(Dataset records)
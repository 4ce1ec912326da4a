//! Utility modules for chatpane.
//!
//! Small pure helpers shared by the components and available to hosts.
//!
//! # Available Utilities
//!
//! - [`time`] - Timestamp formatting, "old message" detection and relative times
//! - [`text`] - Markdown stripping, truncation and word counting

pub mod text;
pub mod time;

pub use text::{count_words, strip_markdown, truncate_text};
pub use time::{format_time, is_old_message, relative_time};
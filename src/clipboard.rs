//! Best-effort clipboard writes.
//!
//! The terminal is asked first through an OSC 52 escape sequence. Payloads
//! over the common terminal limit, or a failed write, fall back to the first
//! system clipboard tool found on `PATH`. Callers only learn whether the copy
//! went through.

use anyhow::{bail, Context, Result};
use base64::{engine::general_purpose::STANDARD, Engine as _};
use std::env;
use std::io::Write;
use std::path::Path;
use std::process::{Child, Command, Stdio};

/// Largest base64 payload most terminals accept in one OSC 52 sequence
pub const MAX_OSC52_PAYLOAD: usize = 74_994;

/// External tools tried in order: (command, args)
const FALLBACK_TOOLS: &[(&str, &[&str])] = &[
    ("pbcopy", &[]),
    ("wl-copy", &[]),
    ("xclip", &["-selection", "clipboard"]),
    ("xsel", &["--clipboard", "--input"]),
    ("clip.exe", &[]),
];

/// Build the OSC 52 sequence for `text`, or `None` when the payload is too large
pub fn osc52_sequence(text: &str) -> Option<String> {
    let encoded = STANDARD.encode(text.as_bytes());
    if encoded.len() > MAX_OSC52_PAYLOAD {
        return None;
    }
    Some(format!("\x1b]52;c;{encoded}\x07"))
}

/// Copy `text` to the system clipboard. Returns true on success.
pub fn copy_to_clipboard(text: &str) -> bool {
    copy_with(text, &mut std::io::stdout(), copy_external)
}

/// Copy through `terminal`, falling back to `fallback` when OSC 52 is not usable
pub fn copy_with<W, F>(text: &str, terminal: &mut W, fallback: F) -> bool
where
    W: Write,
    F: FnOnce(&str) -> Result<()>,
{
    match write_osc52(text, terminal) {
        Ok(()) => {
            log::debug!("Clipboard: wrote {} bytes via OSC 52", text.len());
            return true;
        }
        Err(e) => log::debug!("Clipboard: OSC 52 unavailable: {}", e),
    }

    match fallback(text) {
        Ok(()) => true,
        Err(e) => {
            log::warn!("Clipboard: copy failed: {:#}", e);
            false
        }
    }
}

fn write_osc52<W: Write>(text: &str, terminal: &mut W) -> Result<()> {
    let Some(sequence) = osc52_sequence(text) else {
        bail!("payload exceeds {} bytes", MAX_OSC52_PAYLOAD);
    };
    terminal
        .write_all(sequence.as_bytes())
        .and_then(|()| terminal.flush())
        .context("Failed to write OSC 52 sequence")
}

/// Pipe `text` into the first available clipboard tool
pub fn copy_external(text: &str) -> Result<()> {
    let Some((cmd, args)) = FALLBACK_TOOLS.iter().find(|(cmd, _)| command_exists(cmd)) else {
        bail!("no clipboard tool found");
    };
    pipe_to(cmd, args, text)?;
    log::debug!("Clipboard: copied via {}", cmd);
    Ok(())
}

/// Run `cmd` with `text` on its stdin and wait for a successful exit
fn pipe_to(cmd: &str, args: &[&str], text: &str) -> Result<()> {
    let mut child = Command::new(cmd)
        .args(args)
        .stdin(Stdio::piped())
        .stdout(Stdio::null())
        .stderr(Stdio::null())
        .spawn()
        .with_context(|| format!("Failed to spawn {}", cmd))?;

    if let Some(mut stdin) = child.stdin.take() {
        if let Err(e) = stdin.write_all(text.as_bytes()) {
            drop(stdin);
            reap(&mut child);
            return Err(e).with_context(|| format!("Failed to write to {}", cmd));
        }
    }

    let status = child.wait().with_context(|| format!("Failed to wait for {}", cmd))?;
    if !status.success() {
        bail!("{} exited with {}", cmd, status);
    }
    Ok(())
}

/// Kill a child we gave up on and collect its exit status
fn reap(child: &mut Child) {
    if let Err(e) = child.kill() {
        log::debug!("Clipboard: kill failed: {}", e);
    }
    if let Err(e) = child.wait() {
        log::debug!("Clipboard: wait failed: {}", e);
    }
}

fn command_exists(command: &str) -> bool {
    let Some(path_var) = env::var_os("PATH") else {
        return false;
    };
    env::split_paths(&path_var).any(|dir| Path::new(&dir).join(command).is_file())
}
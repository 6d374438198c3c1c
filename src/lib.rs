pub mod cli;
pub mod core;
pub mod providers;
pub mod store;

pub use cli::update::SourceSelection;

use crate::core::clock::{Clock, SystemClock};
use crate::core::config::AppConfig;
use crate::core::{HealthRecorder, PriceBook, Reconciler};
use anyhow::Result;
use std::path::PathBuf;
use std::sync::Arc;
use tracing::{debug, info};

pub enum AppCommand {
    Update { source: SourceSelection },
    Export { out: Option<PathBuf> },
    Health,
    History { isin: String, limit: usize },
}

pub async fn run_command(command: AppCommand, config_path: Option<&str>) -> Result<()> {
    info!("navkeep starting...");

    let config = match config_path {
        Some(path) => AppConfig::load_from_path(path)?,
        None => AppConfig::load()?,
    };
    debug!("Loaded config: {config:#?}");

    let store = store::open_disk_store(&config).await?;
    let clock: Arc<dyn Clock> = Arc::new(SystemClock);
    let book = PriceBook::new(
        store.clone(),
        Reconciler::new(config.source_priority),
        config.retention()?,
        clock.clone(),
    );
    let health = HealthRecorder::new(store.clone(), clock.clone());

    let result = match command {
        AppCommand::Update { source } => cli::update::run(&config, source, &book, &health).await,
        AppCommand::Export { out } => {
            let out_dir = match out {
                Some(dir) => dir,
                None => config.default_export_path()?,
            };
            cli::export::run(&book, &config.funds, &out_dir).await
        }
        AppCommand::Health => {
            cli::health::run(
                &health,
                clock.as_ref(),
                config.stale_after(),
                &config.default_data_path()?,
            )
            .await
        }
        AppCommand::History { isin, limit } => cli::history::run(&book, &isin, limit).await,
    };

    // Flush whatever the command wrote, even if it later failed.
    store.persist()?;
    result
}
use anyhow::Result;
use clap::{CommandFactory, Parser, Subcommand};
use navkeep::SourceSelection;
use navkeep::core::log::init_logging;
use std::path::PathBuf;

#[derive(Parser)]
#[command(version, about)]
struct Cli {
    /// Enable verbose logging
    #[arg(short, long, global = true)]
    verbose: bool,

    /// Path to optional configuration file
    #[arg(short, long, global = true)]
    config_path: Option<String>,

    #[command(subcommand)]
    command: Option<Commands>,
}

impl From<Commands> for navkeep::AppCommand {
    fn from(cmd: Commands) -> navkeep::AppCommand {
        match cmd {
            Commands::Update { source } => navkeep::AppCommand::Update { source },
            Commands::Export { out } => navkeep::AppCommand::Export { out },
            Commands::Health => navkeep::AppCommand::Health,
            Commands::History { isin, limit } => navkeep::AppCommand::History { isin, limit },
            Commands::Setup => unreachable!("Setup command should be handled separately"),
        }
    }
}

#[derive(Subcommand)]
enum Commands {
    /// Create default configuration
    Setup,
    /// Fetch prices and reconcile them into the store
    Update {
        /// Source to fetch from
        #[arg(short, long, value_enum, default_value_t = SourceSelection::All)]
        source: SourceSelection,
    },
    /// Write each fund's series as JSON
    Export {
        /// Output directory, defaults to `export_path` from the config
        #[arg(short, long)]
        out: Option<PathBuf>,
    },
    /// Check data freshness and raise or clear the alert flag
    Health,
    /// Show the most recent stored prices of a fund
    History {
        isin: String,
        /// Number of dates to show
        #[arg(short, long, default_value_t = 10)]
        limit: usize,
    },
}

#[tokio::main]
async fn main() -> Result<()> {
    let cli = Cli::parse();

    init_logging(cli.verbose);

    let result = match cli.command {
        Some(Commands::Setup) => match cli.config_path.as_deref() {
            Some(path) => navkeep::cli::setup::setup_at_path(path),
            None => navkeep::cli::setup::setup(),
        },
        Some(cmd) => navkeep::run_command(cmd.into(), cli.config_path.as_deref()).await,
        None => {
            Cli::command().print_help()?;
            Ok(())
        }
    };

    if let Err(e) = &result {
        tracing::error!(error = %e, "Application failed");
    }
    result
}
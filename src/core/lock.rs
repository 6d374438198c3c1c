use std::collections::HashMap;
use std::hash::Hash;
use std::sync::Arc;
use tokio::sync::{Mutex, OwnedMutexGuard};

const PRUNE_THRESHOLD: usize = 1024;

/// One async mutex per key, created on demand.
///
/// Idle entries are dropped once the table grows past a threshold, so the
/// table stays proportional to the keys in flight rather than every key ever
/// locked.
pub struct KeyLocks<K> {
    inner: Mutex<HashMap<K, Arc<Mutex<()>>>>,
}

impl<K> KeyLocks<K>
where
    K: Eq + Hash,
{
    pub fn new() -> Self {
        Self {
            inner: Mutex::new(HashMap::new()),
        }
    }

    pub async fn lock(&self, key: K) -> OwnedMutexGuard<()> {
        let slot = {
            let mut locks = self.inner.lock().await;
            if locks.len() >= PRUNE_THRESHOLD {
                // Only the table holds an idle entry, so nobody can be waiting on it.
                locks.retain(|_, slot| Arc::strong_count(slot) > 1);
            }
            Arc::clone(locks.entry(key).or_default())
        };
        slot.lock_owned().await
    }

    #[cfg(test)]
    async fn len(&self) -> usize {
        self.inner.lock().await.len()
    }
}

impl<K> Default for KeyLocks<K>
where
    K: Eq + Hash,
{
    fn default() -> Self {
        Self::new()
    }
}

#[cfg(test)]
mod tests {
    use super::*;
    use std::time::Duration;

    #[tokio::test]
    async fn test_same_key_is_exclusive() {
        let locks = Arc::new(KeyLocks::<String>::new());
        let guard = locks.lock("a".to_string()).await;

        let contender = {
            let locks = Arc::clone(&locks);
            tokio::spawn(async move {
                let _guard = locks.lock("a".to_string()).await;
            })
        };
        tokio::time::sleep(Duration::from_millis(20)).await;
        assert!(!contender.is_finished());

        drop(guard);
        contender.await.unwrap();
    }

    #[tokio::test]
    async fn test_different_keys_do_not_block() {
        let locks = KeyLocks::<String>::new();
        let _a = locks.lock("a".to_string()).await;
        let b = tokio::time::timeout(Duration::from_millis(100), locks.lock("b".to_string())).await;
        assert!(b.is_ok());
    }

    #[tokio::test]
    async fn test_idle_entries_are_pruned() {
        let locks = KeyLocks::<usize>::new();
        for key in 0..PRUNE_THRESHOLD {
            drop(locks.lock(key).await);
        }
        assert_eq!(locks.len().await, PRUNE_THRESHOLD);

        let _held = locks.lock(PRUNE_THRESHOLD).await;
        assert_eq!(locks.len().await, 1);
    }
}
use std::path::PathBuf;
use thiserror::Error;

/// Caller contract violations. Nothing is read or written when one of these is returned.
#[derive(Debug, Error, Clone, PartialEq, Eq)]
pub enum ValidationError {
    #[error("instrument code cannot be empty")]
    EmptyInstrument,
    #[error("instrument code '{code}' contains invalid character {ch:?}")]
    InvalidInstrumentChar { code: String, ch: char },
    #[error("date must be a calendar date formatted YYYY-MM-DD: '{value}'")]
    InvalidDate { value: String },
    #[error("invalid source '{value}', expected one of ft, fundsquare, unknown")]
    InvalidSource { value: String },
    #[error("source priorities must be positive and distinct (ft={ft}, fundsquare={fundsquare})")]
    InvalidPriority { ft: u32, fundsquare: u32 },
    #[error("retention must keep at least one date")]
    ZeroRetention,
}

#[derive(Debug, Error)]
pub enum StoreError {
    #[error(transparent)]
    Validation(#[from] ValidationError),

    #[error("storage error: {0}")]
    Backend(#[from] fjall::Error),

    #[error("storage I/O error: {0}")]
    Io(#[from] std::io::Error),

    #[error("corrupt stored value: {0}")]
    Serialization(#[from] serde_json::Error),

    #[error("store at {} is in use by another process", path.display())]
    Locked { path: PathBuf },
}

impl StoreError {
    /// True when the failure happened while reading or writing persisted state,
    /// as opposed to a rejected input. Only these are worth retrying.
    pub fn is_storage(&self) -> bool {
        !matches!(self, StoreError::Validation(_))
    }
}
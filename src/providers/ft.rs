use super::util::{get_text, http_client};
use crate::core::config::Fund;
use crate::core::price::{DatedObservation, Observation, Source};
use crate::core::source::PriceSource;
use anyhow::{Result, anyhow};
use async_trait::async_trait;
use chrono::NaiveDate;
use regex::Regex;
use std::collections::BTreeMap;
use std::sync::LazyLock;
use std::time::Duration;
use tracing::{debug, instrument};

static RESULTS_TABLE: LazyLock<Regex> = LazyLock::new(|| {
    Regex::new(
        r#"(?is)<table[^>]*class="[^"]*mod-tearsheet-historical-prices__results[^"]*"[^>]*>(.*?)</table>"#,
    )
    .expect("valid regex")
});
static TBODY: LazyLock<Regex> =
    LazyLock::new(|| Regex::new(r"(?is)<tbody[^>]*>(.*?)</tbody>").expect("valid regex"));
static ROW: LazyLock<Regex> =
    LazyLock::new(|| Regex::new(r"(?is)<tr[^>]*>(.*?)</tr>").expect("valid regex"));
static CELL: LazyLock<Regex> =
    LazyLock::new(|| Regex::new(r"(?is)<td[^>]*>(.*?)</td>").expect("valid regex"));
static TAG: LazyLock<Regex> = LazyLock::new(|| Regex::new(r"<[^>]*>").expect("valid regex"));
// "Tuesday, February 10, 2026" or "Tue, Feb 10, 2026"
static FT_DATE: LazyLock<Regex> = LazyLock::new(|| {
    Regex::new(r"([A-Za-z]{3,}),?\s+([A-Za-z]{3,})\s+(\d{1,2}),?\s+(\d{4})").expect("valid regex")
});

const DATE_COLUMN: usize = 0;
const CLOSE_COLUMN: usize = 4;

fn cell_text(html: &str) -> String {
    let text = TAG.replace_all(html, " ").replace("&nbsp;", " ");
    text.split_whitespace().collect::<Vec<_>>().join(" ")
}

fn parse_ft_date(text: &str) -> Option<NaiveDate> {
    let caps = FT_DATE.captures(text)?;
    let normalized = format!("{} {:0>2}, {}", &caps[2], &caps[3], &caps[4]);
    NaiveDate::parse_from_str(&normalized, "%B %d, %Y").ok()
}

fn parse_ft_number(text: &str) -> Option<f64> {
    let clean: String = text
        .chars()
        .filter(|c| !c.is_whitespace() && *c != ',')
        .collect();
    clean
        .parse::<f64>()
        .ok()
        .filter(|v| v.is_finite() && *v > 0.0)
}

/// Extracts `(date, close)` pairs from the historical prices table, newest
/// first. A date seen twice keeps its last close.
fn parse_ft_history(html: &str) -> Vec<(NaiveDate, f64)> {
    let Some(table) = RESULTS_TABLE.captures(html) else {
        return Vec::new();
    };
    let Some(body) = TBODY.captures(&table[1]) else {
        return Vec::new();
    };

    let mut prices = BTreeMap::new();
    for row in ROW.captures_iter(&body[1]) {
        let cells: Vec<String> = CELL
            .captures_iter(&row[1])
            .map(|cell| cell_text(&cell[1]))
            .collect();
        if cells.len() <= CLOSE_COLUMN {
            continue;
        }
        if let (Some(date), Some(close)) = (
            parse_ft_date(&cells[DATE_COLUMN]),
            parse_ft_number(&cells[CLOSE_COLUMN]),
        ) {
            prices.insert(date, close);
        }
    }
    prices.into_iter().rev().collect()
}

/// Financial Times fund tearsheet, which serves the whole visible price history.
pub struct FtProvider {
    base_url: String,
    client: reqwest::Client,
}

impl FtProvider {
    pub fn new(base_url: &str, timeout: Duration) -> Result<Self> {
        Ok(FtProvider {
            base_url: base_url.trim_end_matches('/').to_string(),
            client: http_client(timeout)?,
        })
    }
}

#[async_trait]
impl PriceSource for FtProvider {
    fn source(&self) -> Source {
        Source::Ft
    }

    #[instrument(name = "FtFetch", skip(self, fund), fields(isin = %fund.isin))]
    async fn fetch_observations(&self, fund: &Fund) -> Result<Vec<DatedObservation>> {
        let symbol = fund
            .ft
            .as_deref()
            .ok_or_else(|| anyhow!("No FT symbol configured for {}", fund.isin))?;

        let url = format!(
            "{}/data/funds/tearsheet/historical?s={}",
            self.base_url, symbol
        );
        debug!("Requesting price history from {}", url);

        let html = get_text(
            &self.client,
            &url,
            &[("accept", "text/html,application/xhtml+xml")],
        )
        .await?;

        let history = parse_ft_history(&html);
        if history.is_empty() {
            return Err(anyhow!("No price data extracted for {}", fund.isin));
        }
        debug!("Extracted {} historical prices", history.len());

        Ok(history
            .into_iter()
            .map(|(date, close)| DatedObservation {
                date,
                observation: Observation::new(close, Source::Ft),
            })
            .collect())
    }
}

#[cfg(test)]
mod tests {
    use super::*;
    use wiremock::matchers::{method, path, query_param};
    use wiremock::{Mock, MockServer, ResponseTemplate};

    const FT_HTML: &str = r#"
<html><body>
<table class="mod-ui-table mod-tearsheet-historical-prices__results mod-ui-table--freeze-pane">
  <thead><tr><th>Date</th><th>Open</th><th>High</th><th>Low</th><th>Close</th><th>Volume</th></tr></thead>
  <tbody>
    <tr>
      <td class="mod-ui-table__cell--text"><span class="mod-ui-hide-small-below">Tuesday, February 10, 2026</span><span class="mod-ui-hide-medium-above">Tue, Feb 10, 2026</span></td>
      <td>780.94</td><td>780.94</td><td>780.94</td><td>780.94</td><td>----</td>
    </tr>
    <tr>
      <td><span>Monday, February 9, 2026</span></td>
      <td>1,002.10</td><td>1,002.10</td><td>1,002.10</td><td>1,002.10</td><td>----</td>
    </tr>
    <tr>
      <td>Fri, Feb 6, 2026</td><td>1</td><td>1</td><td>1</td><td>0.00</td><td>----</td>
    </tr>
    <tr><td>not a date</td><td>1</td><td>1</td><td>1</td><td>5.00</td><td>----</td></tr>
    <tr><td>Thu, Feb 5, 2026</td><td>1</td></tr>
  </tbody>
</table>
</body></html>"#;

    fn day(s: &str) -> NaiveDate {
        NaiveDate::parse_from_str(s, "%Y-%m-%d").unwrap()
    }

    fn fund() -> Fund {
        Fund {
            isin: "LU0563745743".to_string(),
            ft: Some("LU0563745743:EUR".to_string()),
            fundsquare: None,
        }
    }

    #[test]
    fn test_parse_ft_date() {
        assert_eq!(
            parse_ft_date("Tuesday, January 28, 2026"),
            Some(day("2026-01-28"))
        );
        assert_eq!(parse_ft_date("Tue, Jan 28, 2026"), Some(day("2026-01-28")));
        assert_eq!(parse_ft_date("Mon, Feb 2 2026"), Some(day("2026-02-02")));
        assert_eq!(parse_ft_date("Tue, Foo 28, 2026"), None);
        assert_eq!(parse_ft_date(""), None);
    }

    #[test]
    fn test_parse_ft_number() {
        assert_eq!(parse_ft_number("780.94"), Some(780.94));
        assert_eq!(parse_ft_number(" 1,002.10 "), Some(1002.10));
        assert_eq!(parse_ft_number("0.00"), None);
        assert_eq!(parse_ft_number("-3"), None);
        assert_eq!(parse_ft_number("----"), None);
    }

    #[test]
    fn test_parse_ft_history() {
        let history = parse_ft_history(FT_HTML);
        assert_eq!(
            history,
            vec![(day("2026-02-10"), 780.94), (day("2026-02-09"), 1002.10)]
        );
    }

    #[test]
    fn test_parse_ft_history_without_table() {
        assert!(parse_ft_history("<html><table><tbody></tbody></table></html>").is_empty());
    }

    #[tokio::test]
    async fn test_successful_ft_fetch() {
        let mock_server = MockServer::start().await;
        Mock::given(method("GET"))
            .and(path("/data/funds/tearsheet/historical"))
            .and(query_param("s", "LU0563745743:EUR"))
            .respond_with(ResponseTemplate::new(200).set_body_string(FT_HTML))
            .mount(&mock_server)
            .await;

        let provider = FtProvider::new(&mock_server.uri(), Duration::from_secs(5)).unwrap();
        let observations = provider.fetch_observations(&fund()).await.unwrap();

        assert_eq!(observations.len(), 2);
        assert_eq!(observations[0].date, day("2026-02-10"));
        assert_eq!(
            observations[0].observation,
            Observation::new(780.94, Source::Ft)
        );
        assert_eq!(observations[1].observation.close, 1002.10);
    }

    #[tokio::test]
    async fn test_ft_page_without_prices_is_an_error() {
        let mock_server = MockServer::start().await;
        Mock::given(method("GET"))
            .and(path("/data/funds/tearsheet/historical"))
            .respond_with(ResponseTemplate::new(200).set_body_string("<html></html>"))
            .mount(&mock_server)
            .await;

        let provider = FtProvider::new(&mock_server.uri(), Duration::from_secs(5)).unwrap();
        let err = provider.fetch_observations(&fund()).await.unwrap_err();
        assert_eq!(err.to_string(), "No price data extracted for LU0563745743");
    }

    #[tokio::test]
    async fn test_ft_fund_without_symbol() {
        let provider = FtProvider::new("http://127.0.0.1:9", Duration::from_secs(1)).unwrap();
        let mut fund = fund();
        fund.ft = None;
        let err = provider.fetch_observations(&fund).await.unwrap_err();
        assert!(err.to_string().contains("No FT symbol"));
    }
}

__Brief__: Search the data for the string "AppConfig" and copy out every line where it is found.

__Completed exercise__:
use crate::core::config::AppConfig;
        Some(path) => AppConfig::load_from_path(path)?,
        None => AppConfig::load()?,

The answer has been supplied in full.